In two e-mailed statements, the CAO confirmed it had amended the form, but said that its aims are consistent with privacy rules. It said that in 2022 the CAO developed an e-mail newsletter aimed at condo owners, but it has had limited uptake: “Very few of the 900,000-[plus] unit owners in Ontario receive the newsletter and other CAO communications directly from us.” The CAO’s goal, it said, was to “discuss how we might engage with owners directly without compromising privacy” in service of “alleviating a burden on condo corporations to share our information.”
“More than 3,500 condo corporations have filed their returns this year and of those, 58 per cent indicated that they are willing to collaborate with CAO on how to connect with owners,” the CAO statement said.
But that number may be misleading. Some managers say they checked ‘Yes’ to a discussion, but only so they can make clear they will say ‘No’ to a request to contact their owners.

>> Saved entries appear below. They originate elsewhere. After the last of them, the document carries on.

impl Config {
    /// Creates a new server configuration listening on `port`.
    ///
    /// Port 0 binds an ephemeral port; read it back with
    /// [`crate::Server::local_addr`].
    pub fn server(port: u16) -> Self {
        Self {
            role: Role::Server,
            port,
            ..Default::default()
        }
    }

    /// Creates a new client configuration.
    ///
    /// # Arguments
    ///
    /// * `server_addr` - The IP address or hostname of the server
    /// * `port` - The control port to connect to (typically 5201)
    pub fn client(server_addr: String, port: u16) -> Self {
        Self {
            role: Role::Client,
            server_addr: Some(server_addr),
            port,
            ..Default::default()
        }
    }

    pub fn with_protocol(mut self, protocol: Protocol) -> Self {
        self.protocol = protocol;
        self
    }

    /// Runs the test for a fixed time.
    ///
    /// # Examples
    ///
    /// ```
    /// use rsperf::Config;
    /// use std::time::Duration;
    ///
    /// let config = Config::client("127.0.0.1".to_string(), 5201)
    ///     .with_duration(Duration::from_secs(30));
    /// assert_eq!(config.end.duration(), Some(Duration::from_secs(30)));
    /// ```
    pub fn with_duration(mut self, duration: Duration) -> Self {
        self.end = EndCondition::Duration(duration);
        self
    }

    /// Ends the test after `bytes` bytes instead of after a duration.
    pub fn with_bytes(mut self, bytes: u64) -> Self {
        self.end = EndCondition::Bytes(bytes);
        self
    }

    /// Ends the test after `blocks` blocks instead of after a duration.
    pub fn with_blocks(mut self, blocks: u64) -> Self {
        self.end = EndCondition::Blocks(blocks);
        self
    }

    /// Sets the target bandwidth per stream in bits per second.
    ///
    /// Zero means unlimited, including for UDP where the default would
    /// otherwise be 1 Mbit/s.
    pub fn with_bandwidth(mut self, bandwidth: u64) -> Self {
        self.bandwidth = Some(bandwidth);
        self
    }

    /// Sets the block size for reads and writes.
    pub fn with_block_size(mut self, size: usize) -> Self {
        self.block_size = Some(size);
        self
    }

    pub fn with_parallel(mut self, parallel: usize) -> Self {
        self.parallel = parallel;
        self
    }

    /// Enables or disables reverse mode (server sends, client receives).
    pub fn with_reverse(mut self, reverse: bool) -> Self {
        self.mode = TestMode::from_flags(reverse, self.mode.is_bidirectional());
        self
    }

    /// Enables or disables sending in both directions at once.
    pub fn with_bidirectional(mut self, bidirectional: bool) -> Self {
        self.mode = TestMode::from_flags(self.mode.is_reverse(), bidirectional);
        self
    }

    pub fn with_json(mut self, json: bool) -> Self {
        self.json = json;
        self
    }

    /// Sets the interval for periodic reporting; zero disables it.
    pub fn with_interval(mut self, interval: Duration) -> Self {
        self.interval = interval;
        self
    }

    /// Discards the first `omit` of the test from the results.
    pub fn with_omit(mut self, omit: Duration) -> Self {
        self.omit = omit;
        self
    }

    pub fn with_burst(mut self, burst: u32) -> Self {
        self.burst = burst;
        self
    }

    pub fn with_pacing_timer(mut self, pacing_timer: Duration) -> Self {
        self.pacing_timer = pacing_timer;
        self
    }

    pub fn with_fq_rate(mut self, fq_rate: u64) -> Self {
        self.fq_rate = fq_rate;
        self
    }

    /// Requests a socket buffer size in bytes.
    pub fn with_window(mut self, window: u32) -> Self {
        self.window = window;
        self
    }

    pub fn with_mss(mut self, mss: u32) -> Self {
        self.mss = mss;
        self
    }

    pub fn with_no_delay(mut self, no_delay: bool) -> Self {
        self.no_delay = no_delay;
        self
    }

    pub fn with_tos(mut self, tos: u8) -> Self {
        self.tos = tos;
        self
    }

    pub fn with_congestion(mut self, algorithm: String) -> Self {
        self.congestion = Some(algorithm);
        self
    }

    pub fn with_udp_counters_64bit(mut self, enabled: bool) -> Self {
        self.udp_counters_64bit = enabled;
        self
    }

    pub fn with_repeating_payload(mut self, enabled: bool) -> Self {
        self.repeating_payload = enabled;
        self
    }

    pub fn with_title(mut self, title: String) -> Self {
        self.title = Some(title);
        self
    }

    pub fn with_extra_data(mut self, extra: String) -> Self {
        self.extra_data = Some(extra);
        self
    }

    /// Asks the server to return its own result document.
    pub fn with_get_server_output(mut self, enabled: bool) -> Self {
        self.get_server_output = enabled;
        self
    }

    pub fn with_authtoken(mut self, token: String) -> Self {
        self.authtoken = Some(token);
        self
    }

    pub fn with_bind_addr(mut self, addr: IpAddr) -> Self {
        self.bind_addr = Some(addr);
        self
    }

    /// Binds the client's data streams to consecutive ports from `port`.
    pub fn with_bind_port(mut self, port: u16) -> Self {
        self.bind_port = Some(port);
        self
    }

    pub fn with_connect_timeout(mut self, timeout: Duration) -> Self {
        self.connect_timeout = Some(timeout);
        self
    }

    /// Aborts when a receiving stream sees no data for this long.
    pub fn with_rcv_timeout(mut self, timeout: Duration) -> Self {
        self.rcv_timeout = timeout;
        self
    }

    pub fn with_udp_connect_retries(mut self, retries: u32, timeout: Duration) -> Self {
        self.udp_connect_retries = retries;
        self.udp_connect_timeout = timeout;
        self
    }

    /// Server: exit after the first client is served.
    pub fn with_one_off(mut self, one_off: bool) -> Self {
        self.one_off = one_off;
        self
    }

    /// Server: restart listening when no client connects within `timeout`.
    pub fn with_idle_timeout(mut self, timeout: Duration) -> Self {
        self.idle_timeout = Some(timeout);
        self
    }

    /// Server: abort tests whose aggregate rate stays above `limit` bit/s
    /// over the averaging `interval`.
    pub fn with_bitrate_limit(mut self, limit: u64, interval: Duration) -> Self {
        self.bitrate_limit = limit;
        self.bitrate_limit_interval = interval;
        self
    }

    /// Block size after applying the protocol default.
    pub fn effective_block_size(&self) -> usize {
        self.block_size
            .unwrap_or_else(|| self.protocol.default_block_size())
    }

    /// Target rate after applying the UDP default.
    pub fn effective_rate(&self) -> u64 {
        match (self.bandwidth, self.protocol) {
            (Some(rate), _) => rate,
            (None, Protocol::Udp) => DEFAULT_UDP_RATE,
            (None, _) => 0,
        }
    }

    /// Builds the settings this configuration negotiates.
    pub fn settings(&self) -> Settings {
        Settings {
            block_size: self.effective_block_size(),
            rate: self.effective_rate(),
            burst: self.burst,
            pacing_timer: self.pacing_timer,
            fq_rate: self.fq_rate,
            socket_bufsize: self.window,
            mss: self.mss,
            tos: self.tos,
            flowlabel: self.flowlabel,
            end: self.end,
            omit: self.omit,
            no_delay: self.no_delay,
            congestion: self.congestion.clone(),
            udp_counters_64bit: self.udp_counters_64bit,
            repeating_payload: self.repeating_payload,
            dont_fragment: self.dont_fragment,
            bitrate_limit: self.bitrate_limit,
            bitrate_limit_interval: self.bitrate_limit_interval,
            rcv_timeout: self.rcv_timeout,
            connect_timeout: self.connect_timeout,
            udp_connect_retries: self.udp_connect_retries,
            udp_connect_timeout: self.udp_connect_timeout,
        }
    }

    /// Checks every option against its limits and against the role.
    ///
    /// # Errors
    ///
    /// Returns [`Error::RoleConflict`] for options that do not apply to the
    /// configured role and [`Error::Config`] for out-of-range values.
    pub fn validate(&self) -> Result<()> {
        match self.role {
            Role::Client => self.validate_client_role()?,
            Role::Server => self.validate_server_role()?,
        }

        if self.parallel == 0 || self.parallel > MAX_STREAMS {
            return Err(Error::Config(format!(
                "number of parallel streams must be between 1 and {}",
                MAX_STREAMS
            )));
        }

        if !self.interval.is_zero()
            && (self.interval < MIN_INTERVAL || self.interval > MAX_INTERVAL)
        {
            return Err(Error::Config(format!(
                "report interval must be 0 or between {:?} and {:?}",
                MIN_INTERVAL, MAX_INTERVAL
            )));
        }

        if self.omit > MAX_OMIT {
            return Err(Error::Config(format!("omit must not exceed {:?}", MAX_OMIT)));
        }

        validate_settings(self.protocol, &self.settings())
    }

    fn validate_client_role(&self) -> Result<()> {
        match self.server_addr.as_deref() {
            Some(addr) if !addr.is_empty() => {}
            _ => return Err(Error::Config("client requires a server address".to_string())),
        }
        if self.port == 0 {
            return Err(Error::Config("client port must not be 0".to_string()));
        }
        if self.one_off {
            return Err(Error::RoleConflict("one-off is a server-only option".to_string()));
        }
        if self.idle_timeout.is_some() {
            return Err(Error::RoleConflict(
                "idle timeout is a server-only option".to_string(),
            ));
        }
        if self.bitrate_limit > 0 {
            return Err(Error::RoleConflict(
                "server bitrate limit is a server-only option".to_string(),
            ));
        }
        Ok(())
    }

    fn validate_server_role(&self) -> Result<()> {
        if self.server_addr.is_some() {
            return Err(Error::RoleConflict(
                "a server does not take a server address".to_string(),
            ));
        }
        if self.mode != TestMode::Sender {
            return Err(Error::RoleConflict(
                "reverse and bidirectional are client-only options".to_string(),
            ));
        }
        if self.end != EndCondition::default() {
            return Err(Error::RoleConflict(
                "test end conditions are client-only options".to_string(),
            ));
        }
        if self.bandwidth.is_some() || self.get_server_output || self.bind_port.is_some() {
            return Err(Error::RoleConflict(
                "bandwidth, server output and bind port are client-only options".to_string(),
            ));
        }
        if self.bitrate_limit_interval.is_zero()
            || self.bitrate_limit_interval > MAX_BITRATE_LIMIT_INTERVAL
        {
            return Err(Error::Config(format!(
                "bitrate limit interval must be between 1s and {:?}",
                MAX_BITRATE_LIMIT_INTERVAL
            )));
        }
        Ok(())
    }
}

“I couldn’t give [e-mails] out to a car dealer or a real estate agent,” said Dean McCabe, president of condo management company The Meritus Group. “It’s no different [for the CAO]. That’s what our counsel has told us.”
According to condo law expert Rod Escayola, Ontario’s Condominium Act sets out strict boundaries that a collaboration with the CAO cannot cross.
“It would be improper, in my view, for managers to provide any personal data, including e-mail addresses, to the CAO,” said Mr. Escayola. “Unless and until regulation is changed to authorize such disclosure. Owners’ e-mail information is obtained by managers for purposes set out in the Condominium Act – not to become the CAO’s marketing trampoline.”
The CAO is what’s known as an administrative authority. It is not an Ontario government body but operates parts of the province’s regulatory framework for condos on the province’s behalf. Among the duties it carries out is the management of the Condominium Appeals Tribunal where owners and corporations can resolve disputes.
As Mr. Escayola notes, one of the CAT’s early rulings dealt with the subject of e-mails and found the Act does not provide a right for even owners in a condo to collect the e-mail addresses of other owners in their building.
The Condominium Management Regulatory Authority of Ontario was created at the same time as the CAO and performs an overlapping function of licensing the property managers who run the day-to-day affairs of most condos in the province, and its code of ethics specifically prohibits managers from sharing condo owner digital data with third parties.
Canada’s federal legislation in this area – The Personal Information Protection and Electronic Documents Act – focuses heavily on consent. According to privacy law expert Scott Lamb, a partner with Clark Wilson LLP, it is possible that if the CAO gets and uses e-mail contacts that weren’t expressly granted to them by owners it could face complaints to Canada’s Office of the Privacy Commissioner.
“The Privacy Commissioner has these tests of, ‘Are there other ways to manage this problem without collecting this information?’” said Mr. Lamb. “There’s gonna be lawyers that are going to provide advice, and they will default to, ‘You go get consent.’ They [CAO] may be forced ultimately into sending out requests – in writing, in hard copy – confirming, ‘Do you want to receive this stuff?’”
In a second statement, the CAO offered further clarification on its position. “The questions were not directed to managers and were not asking condominium corporations for a list of owner e-mail addresses. Our ask is for voluntary sign-up for a consultation. As always, CAO respects the data and privacy provisions of the Act.”
Mr. Escayola’s view is the entire exercise is ill-advised.
“In fairness to the CAO, the objective is a laudable one. I suspect it’s in the context of to improve how they service the industry,” he said. “But the wise move is to remove that question and probably ignore all the ‘Yesses’ they got.”